If you have a Kindle and would like my Kindlegraph for Mojo Queen, you can find my page here. I would encourage all authors with digital publishers to add their books. I, for one, intend to start a collection of Kindlegraphs!

Wednesday, July 27, 2011

Harrogate Crime Festival Roundup

I, too, was at a writing conference this past weekend, so I am following Pamela's lead and blogging about it this week.

This year was the first time I attended the Theakston's Old Peculier Crime Writing Conference at Harrogate (so called because it's named after the beer brewed by the sponsoring brewery), and a last-minute decision to attend meant I got a day pass for the Saturday, even though the conference ran from Thursday to Sunday.

The conference is probably the biggest crime festival in the UK, and is held at the Old Swan Hotel - famous for being the hotel where Agatha Christie holed up when she disappeared for 10 days in 1926. Its connections to the Grande Dame of crime writing, therefore make it a highly appropriate venue for the festival.

I probably did not go to quite as many of the panels as I should have done. It was a fine sunny day, and hanging out in the front terrace seemed to be the place to be to meet interesting people. I chatted with Mark Billingham about e-books. He came to speak to the writing group a few years ago and I've met him on a couple of other occasions - I was pleased he remembered me. He's chairing next year's festival and said he wants to have more of an emphasis on e-books. I shamelessly took the opportunity to tell him about mine.

I talked to a lady who was about to buy a Kindle, and wanted to know about some titles she could put on it. Hopefully she'll now go out and buy DEATH SCENE!

But I could not sit in the sun indefinitely, and I did go to some panels. The one I enjoyed the most was called The Outer Limits, and dealt with the rising popularity of paranormal elements in crime - a subject close to my heart.

I'd also bought a ticket for the Criminal Consequences dinner, so I got to go to that too. For the uninitiated (and this might be a uniquely British thing), 'consequences' is a game you generally play at parties when you're about 16. You write a boy's name, then a girl's name, where they met, what he said, what she said, and what happened at the end. After each 'turn' you fold the paper over and pass it on to the next person so they don't know what you wrote when they write their answer. At the end you read out what you've got. The 'criminal consequences' game followed the same lines, except we were writing a crime story. We worked on our 'story' over dinner, and were told the best entry would win a prize.

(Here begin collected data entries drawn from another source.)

//! Workflow execution: provisioning, step running, orchestration

pub mod engine;
pub mod executor;
pub mod provisioner;
pub mod runner;

pub use engine::{ExecutionEngine, ExecutionEvent, EventHandler};
pub use executor::{CommandExecutor, CommandOutput, CommandRequest, ExecutorError, ShellExecutor};
pub use provisioner::{LocalProvisioner, ProvisionError, ProvisionedEnvironment, Provisioner};
pub use runner::StepRunner;
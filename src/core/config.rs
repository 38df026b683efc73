//! Workflow configuration from YAML

use crate::core::WorkflowDefinition;
use anyhow::{Context, Result};
use serde::{Deserialize, Serialize};
use std::collections::{HashMap, HashSet};
use std::path::Path;
use tracing::warn;

/// Top-level workflow configuration loaded from YAML
#[derive(Debug, Clone, Serialize, Deserialize)]
pub struct WorkflowConfig {
    /// Workflow name
    #[serde(default = "default_workflow_name")]
    pub name: String,

    /// Optional description
    #[serde(default)]
    pub description: Option<String>,

    /// Events that start a run
    #[serde(default)]
    pub triggers: TriggersConfig,

    /// The single job this workflow runs
    pub job: JobConfig,
}

fn default_workflow_name() -> String {
    "workflow".to_string()
}

/// Trigger declarations
#[derive(Debug, Clone, Default, Serialize, Deserialize)]
pub struct TriggersConfig {
    /// Run on push to one of these branches
    #[serde(default)]
    pub push: Option<BranchFilterConfig>,

    /// Run on pull requests targeting one of these branches
    #[serde(default)]
    pub pull_request: Option<BranchFilterConfig>,

    /// Allow manual dispatch
    #[serde(default)]
    pub manual: bool,
}

impl TriggersConfig {
    pub fn is_empty(&self) -> bool {
        self.push.is_none() && self.pull_request.is_none() && !self.manual
    }
}

/// Branch filter for push / pull_request triggers
#[derive(Debug, Clone, Default, Serialize, Deserialize)]
pub struct BranchFilterConfig {
    #[serde(default)]
    pub branches: Vec<String>,
}

/// Job configuration
#[derive(Debug, Clone, Serialize, Deserialize)]
pub struct JobConfig {
    /// Pinned language runtime version, e.g. "3.10"
    pub runtime_version: String,

    /// Command that proves the runtime is available (provisioning probe)
    #[serde(default)]
    pub runtime_check: Option<String>,

    /// Directory the steps run in
    #[serde(default)]
    pub working_directory: Option<String>,

    /// Default timeout for steps (in seconds)
    #[serde(default)]
    pub timeout_secs: Option<u64>,

    /// Environment variables for every step
    #[serde(default)]
    pub env: HashMap<String, String>,

    /// Ordered steps
    #[serde(default)]
    pub steps: Vec<StepConfig>,
}

/// Step configuration as defined in YAML
#[derive(Debug, Clone, Serialize, Deserialize)]
pub struct StepConfig {
    /// Human-readable step name
    pub name: String,

    /// Shell command to run
    pub command: String,

    /// Environment variables for this step (override job env)
    #[serde(default)]
    pub env: HashMap<String, String>,

    /// Timeout for this step (overrides job default)
    #[serde(default)]
    pub timeout_secs: Option<u64>,
}

impl WorkflowConfig {
    /// Load workflow configuration from a YAML file
    pub fn from_file<P: AsRef<Path>>(path: P) -> Result<Self> {
        let path = path.as_ref();
        let content = std::fs::read_to_string(path)
            .with_context(|| format!("Failed to read workflow file {}", path.display()))?;
        Self::from_yaml(&content)
            .with_context(|| format!("Invalid workflow file {}", path.display()))
    }

    /// Parse workflow configuration from YAML string
    pub fn from_yaml(yaml: &str) -> Result<Self> {
        let config: WorkflowConfig = serde_yaml::from_str(yaml)?;
        config.validate()?;
        Ok(config)
    }

    /// Validate the workflow configuration
    pub fn validate(&self) -> Result<()> {
        if self.triggers.is_empty() {
            anyhow::bail!("Workflow '{}' declares no triggers", self.name);
        }

        for (kind, filter) in [
            ("push", &self.triggers.push),
            ("pull_request", &self.triggers.pull_request),
        ] {
            if let Some(filter) = filter {
                if filter.branches.is_empty() {
                    warn!("{} trigger has no branches and will never match", kind);
                }
                if filter.branches.iter().any(|b| b.trim().is_empty()) {
                    anyhow::bail!("{} trigger contains an empty branch name", kind);
                }
            }
        }

        if self.job.runtime_version.trim().is_empty() {
            anyhow::bail!("Job runtime_version must not be empty");
        }

        if self.job.steps.is_empty() {
            anyhow::bail!("Job must declare at least one step");
        }

        let mut seen_names = HashSet::new();
        for (index, step) in self.job.steps.iter().enumerate() {
            if step.name.trim().is_empty() {
                anyhow::bail!("Step {} has an empty name", index + 1);
            }
            if !seen_names.insert(&step.name) {
                anyhow::bail!("Duplicate step name: {}", step.name);
            }
            if step.command.trim().is_empty() {
                anyhow::bail!("Step '{}' has an empty command", step.name);
            }
        }

        Ok(())
    }

    /// Convert config to a WorkflowDefinition domain model
    pub fn to_workflow(&self) -> WorkflowDefinition {
        WorkflowDefinition::from_config(self)
    }
}
//! Test: Trigger Matching - which events start a run

use crate::helpers::*;
use workflow_runner::core::{should_run, Event};

/// Push to a listed branch runs the job
#[tokio::test]
async fn test_push_to_listed_branch_runs() {
    let workflow = python_tests_workflow();

    let result = run_workflow_with_mock(&workflow, &Event::push("develop"), MockExecutor::new()).await;

    assert!(result.verdict.ran);
    assert_workflow_succeeded(&result);
}

/// Push to any other branch is skipped without running anything
#[tokio::test]
async fn test_push_to_other_branch_is_skipped() {
    let workflow = python_tests_workflow();

    let result = run_workflow_with_mock(&workflow, &Event::push("main"), MockExecutor::new()).await;

    assert_workflow_skipped(&result);
    assert_eq!(result.verdict.exit_code(), 3);
}

/// Pull requests are matched against their own branch filter
#[tokio::test]
async fn test_pull_request_branch_filter() {
    let workflow = workflow_from_yaml(
        r#"
name: "PR only"
triggers:
  pull_request:
    branches: ["develop", "release"]
job:
  runtime_version: "3.10"
  steps:
    - name: "test"
      command: "make test"
"#,
    );

    let matched = run_workflow_with_mock(&workflow, &Event::pull_request("release"), MockExecutor::new()).await;
    assert_workflow_succeeded(&matched);

    let pushed = run_workflow_with_mock(&workflow, &Event::push("release"), MockExecutor::new()).await;
    assert_workflow_skipped(&pushed);
}

/// Manual dispatch runs regardless of branch when allowed
#[tokio::test]
async fn test_manual_dispatch_ignores_branch() {
    let workflow = workflow_from_yaml(
        r#"
name: "Manual"
triggers:
  push:
    branches: ["develop"]
  manual: true
job:
  runtime_version: "3.10"
  steps:
    - name: "test"
      command: "make test"
"#,
    );

    let without_branch = run_workflow_with_mock(&workflow, &Event::manual(), MockExecutor::new()).await;
    assert_workflow_succeeded(&without_branch);

    let mut on_branch = Event::manual();
    on_branch.target_branch = Some("feature/x".to_string());
    let with_branch = run_workflow_with_mock(&workflow, &on_branch, MockExecutor::new()).await;
    assert_workflow_succeeded(&with_branch);
}

/// Manual dispatch is skipped when the workflow doesn't allow it
#[tokio::test]
async fn test_manual_dispatch_not_declared() {
    let result = run_workflow_with_mock(&python_tests_workflow(), &Event::manual(), MockExecutor::new()).await;
    assert_workflow_skipped(&result);
}

/// A branch-filtered trigger with an empty list matches nothing
#[test]
fn test_empty_branch_list_matches_nothing() {
    let workflow = workflow_from_yaml(
        r#"
triggers:
  push:
    branches: []
  manual: true
job:
  runtime_version: "3.10"
  steps:
    - name: "test"
      command: "make test"
"#,
    );

    assert!(!should_run(&Event::push("develop"), &workflow));
    assert!(!should_run(&Event::push(""), &workflow));
    assert!(should_run(&Event::manual(), &workflow));
}

/// Branch matching is exact: no prefixes, no case folding
#[test]
fn test_branch_match_is_exact() {
    let workflow = python_tests_workflow();

    assert!(should_run(&Event::push("develop"), &workflow));
    assert!(!should_run(&Event::push("Develop"), &workflow));
    assert!(!should_run(&Event::push("develop/feature"), &workflow));
    assert!(!should_run(&Event::push("dev"), &workflow));
}
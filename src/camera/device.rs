use crate::error::DeviceError;
use crate::frame::FrameData;
use async_trait::async_trait;

/// Platform capability that hands out live video streams
#[async_trait]
pub trait MediaDevice: Send + Sync {
    /// Whether a capture API exists at all. Must not trigger a permission prompt.
    fn is_supported(&self) -> bool;

    /// Ask the platform for a video stream, suspending until access is granted or denied
    async fn request_video_stream(&self) -> Result<Box<dyn VideoStream>, DeviceError>;
}

/// A live video stream owned by a camera session
pub trait VideoStream: Send {
    /// Most recent frame, or `None` before the source has produced one
    fn latest_frame(&self) -> Option<FrameData>;

    /// Stop every underlying track. Calling twice is harmless.
    fn stop(&mut self);

    fn is_live(&self) -> bool;
}
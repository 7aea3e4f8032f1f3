use super::device::{MediaDevice, VideoStream};
use crate::capture::{CaptureBuffer, EncodedImage, ImageFormat};
use crate::config::CaptureConfig;
use crate::error::{CaptureError, DeviceError};
use futures::future::{BoxFuture, FutureExt, Shared};
use parking_lot::Mutex;
use std::sync::Arc;
use std::time::SystemTime;
use tracing::{debug, error, info, trace, warn};

/// How a settled `acquire()` ended when no device error occurred
#[derive(Debug, Clone, Copy, PartialEq, Eq)]
pub enum Acquisition {
    /// A stream is held by the session
    Live,
    /// `release()` superseded the request; any stream it produced was stopped
    Cancelled,
}

type PendingOutcome = Shared<BoxFuture<'static, Result<Acquisition, DeviceError>>>;

/// Live stream held by a session. Never leaves the session.
pub struct CameraSessionHandle {
    stream: Box<dyn VideoStream>,
    generation: u64,
    acquired_at: SystemTime,
}

impl CameraSessionHandle {
    pub fn generation(&self) -> u64 {
        self.generation
    }

    pub fn acquired_at(&self) -> SystemTime {
        self.acquired_at
    }

    fn stop(mut self) {
        self.stream.stop();
    }
}

struct SessionState {
    /// Bumped by every request and every release; stale resolutions compare against it
    generation: u64,
    handle: Option<CameraSessionHandle>,
    pending: Option<PendingOutcome>,
    last_error: Option<DeviceError>,
}

/// Owns at most one camera stream and coordinates its acquisition and release.
///
/// `release()` may be called at any point, including while an acquisition is
/// still waiting on the platform. The pending request is invalidated and, if
/// the platform grants it later, the stream is stopped instead of installed.
pub struct DeviceCameraSession {
    device: Arc<dyn MediaDevice>,
    state: Arc<Mutex<SessionState>>,
    format: ImageFormat,
    jpeg_quality: u8,
}

impl DeviceCameraSession {
    pub fn new(device: Arc<dyn MediaDevice>, config: &CaptureConfig) -> Self {
        Self {
            device,
            state: Arc::new(Mutex::new(SessionState {
                generation: 0,
                handle: None,
                pending: None,
                last_error: None,
            })),
            format: config.format,
            jpeg_quality: config.jpeg_quality,
        }
    }

    /// Obtain a live stream.
    ///
    /// Concurrent callers share the single in-flight request. Must be called
    /// from within a tokio runtime.
    pub async fn acquire(&self) -> Result<Acquisition, DeviceError> {
        let pending = {
            let mut state = self.state.lock();

            if state.handle.is_some() {
                debug!("Camera stream already held");
                return Ok(Acquisition::Live);
            }

            match &state.pending {
                Some(pending) => {
                    debug!("Joining in-flight camera acquisition");
                    pending.clone()
                }
                None => {
                    if !self.device.is_supported() {
                        warn!("No camera capture capability present");
                        state.last_error = Some(DeviceError::NotSupported);
                        return Err(DeviceError::NotSupported);
                    }

                    state.generation += 1;
                    let generation = state.generation;
                    info!("Requesting camera stream (generation {})", generation);

                    let pending = Self::spawn_request(
                        Arc::clone(&self.device),
                        Arc::clone(&self.state),
                        generation,
                    );
                    state.pending = Some(pending.clone());
                    pending
                }
            }
        };

        pending.await
    }

    fn spawn_request(
        device: Arc<dyn MediaDevice>,
        state: Arc<Mutex<SessionState>>,
        generation: u64,
    ) -> PendingOutcome {
        let task = tokio::spawn(async move {
            let result = device.request_video_stream().await;

            let mut state = state.lock();
            let current = state.generation == generation;
            if current {
                state.pending = None;
            }

            match result {
                Ok(stream) if current => {
                    state.handle = Some(CameraSessionHandle {
                        stream,
                        generation,
                        acquired_at: SystemTime::now(),
                    });
                    state.last_error = None;
                    info!("Camera stream acquired (generation {})", generation);
                    Ok(Acquisition::Live)
                }
                Ok(mut stream) => {
                    drop(state);
                    stream.stop();
                    debug!(
                        "Camera acquisition {} was superseded; stream stopped",
                        generation
                    );
                    Ok(Acquisition::Cancelled)
                }
                Err(e) if current => {
                    warn!("Camera acquisition failed: {}", e);
                    state.last_error = Some(e);
                    Err(e)
                }
                Err(e) => {
                    debug!(
                        "Ignoring failure of superseded camera acquisition {}: {}",
                        generation, e
                    );
                    Ok(Acquisition::Cancelled)
                }
            }
        });

        task.map(|joined| {
            joined.unwrap_or_else(|e| {
                error!("Camera acquisition task failed: {}", e);
                Err(DeviceError::Unavailable)
            })
        })
        .boxed()
        .shared()
    }

    /// Stop the held stream, if any, and invalidate any pending acquisition.
    /// Idempotent.
    pub fn release(&self) {
        let handle = {
            let mut state = self.state.lock();
            state.generation += 1;
            if state.pending.take().is_some() {
                debug!("Pending camera acquisition invalidated");
            }
            state.handle.take()
        };

        match handle {
            Some(handle) => {
                let generation = handle.generation();
                handle.stop();
                info!("Camera stream released (generation {})", generation);
            }
            None => trace!("Camera release requested with no stream held"),
        }
    }

    /// Grab the current frame at the source's natural resolution and encode it.
    ///
    /// The render target size is advisory only. On success the stream is
    /// released; a new photo needs a fresh `acquire()`.
    pub fn capture_frame(
        &self,
        render_target_width: u32,
        render_target_height: u32,
    ) -> Result<EncodedImage, CaptureError> {
        let frame = {
            let state = self.state.lock();
            let handle = state.handle.as_ref().ok_or(CaptureError::NotAcquired)?;
            handle.stream.latest_frame()
        };

        let frame = frame
            .filter(|frame| frame.width > 0 && frame.height > 0)
            .ok_or(CaptureError::NoFrame)?;

        if (render_target_width, render_target_height) != (frame.width, frame.height) {
            debug!(
                "Render target {}x{} differs from source {}x{}; using source resolution",
                render_target_width, render_target_height, frame.width, frame.height
            );
        }

        let artifact = CaptureBuffer::from_frame(&frame)?.encode(self.format, self.jpeg_quality)?;
        info!(
            "Captured frame {} ({}x{}, {} bytes)",
            frame.id,
            artifact.width(),
            artifact.height(),
            artifact.len()
        );

        self.release();
        Ok(artifact)
    }

    /// Record a failure that happened before any request reached the device.
    /// A later successful acquisition clears it.
    pub fn record_failure(&self, error: DeviceError) {
        warn!("Camera acquisition could not start: {}", error);
        self.state.lock().last_error = Some(error);
    }

    /// False once the most recent acquisition failed
    pub fn is_available(&self) -> bool {
        self.state.lock().last_error.is_none()
    }

    pub fn last_error(&self) -> Option<DeviceError> {
        self.state.lock().last_error
    }

    pub fn is_live(&self) -> bool {
        self.state.lock().handle.is_some()
    }

    pub fn is_acquiring(&self) -> bool {
        self.state.lock().pending.is_some()
    }
}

The dinner was laid out so that each table was hosted by a 'guest author'. Ours was Elena Forbes. I reviewed her book EVIL IN RETURN for Shotsmag not long ago. I did actually really enjoy the book (you can see my review here). Lo and behold copies of said book were piled up on our table, a free gift to everyone sitting at Elena's table. It was the paperback version. I was thrilled to see that my review was included. I asked Elena to sign my copy - she wrote "thanks for the great review". That alone would have made my evening, but as it happened our table won the 'criminal consequences' game, and each person on the table got a bag full of booty. Along with the goody bag that I was given on registration, I came away from the festival with quite an impressive haul of free stuff - bookmarks, a Theakston's festival t-shirt, a mug, a beer coaster, a bottle of Theakston's Old Peculier, and a huge stack of books. One of the best things about attending Cons is the Free Stuff.

Hubby had accompanied me to Yorkshire for the weekend, but was entertaining himself while I was at the festival (he's not a big crime fan). He met me in the bar after dinner, and we sat outside on the terrace for rather a long time afterwards, talking to lots of interesting people. Rather longer than we were intending to, actually. Every time we were about to leave, we got talking to someone else.

I had a fab time, and my only regret is I didn't go for longer. I intend to correct that next year. I have already marked the dates of next year's conference in the diary.

I've already got a rather long list of conferences to attend in 2012. The hard part is going to be deciding which ones to attend, as finances don't stretch to attending them all.

Tuesday, July 26, 2011

Putting the "Fan" in Fandom Fest

The Plot Bunny Cometh

This past weekend, two types of fans descended on the sci-fi/fantasy/horror con known as Fandom Fest. The first consisted of authors, readers, editors and publishers devoted to speculative fiction. The other kind blew air on perspiring con attendees. Yes, folks, when other bloggers mention the unbearable heat, they speak the truth.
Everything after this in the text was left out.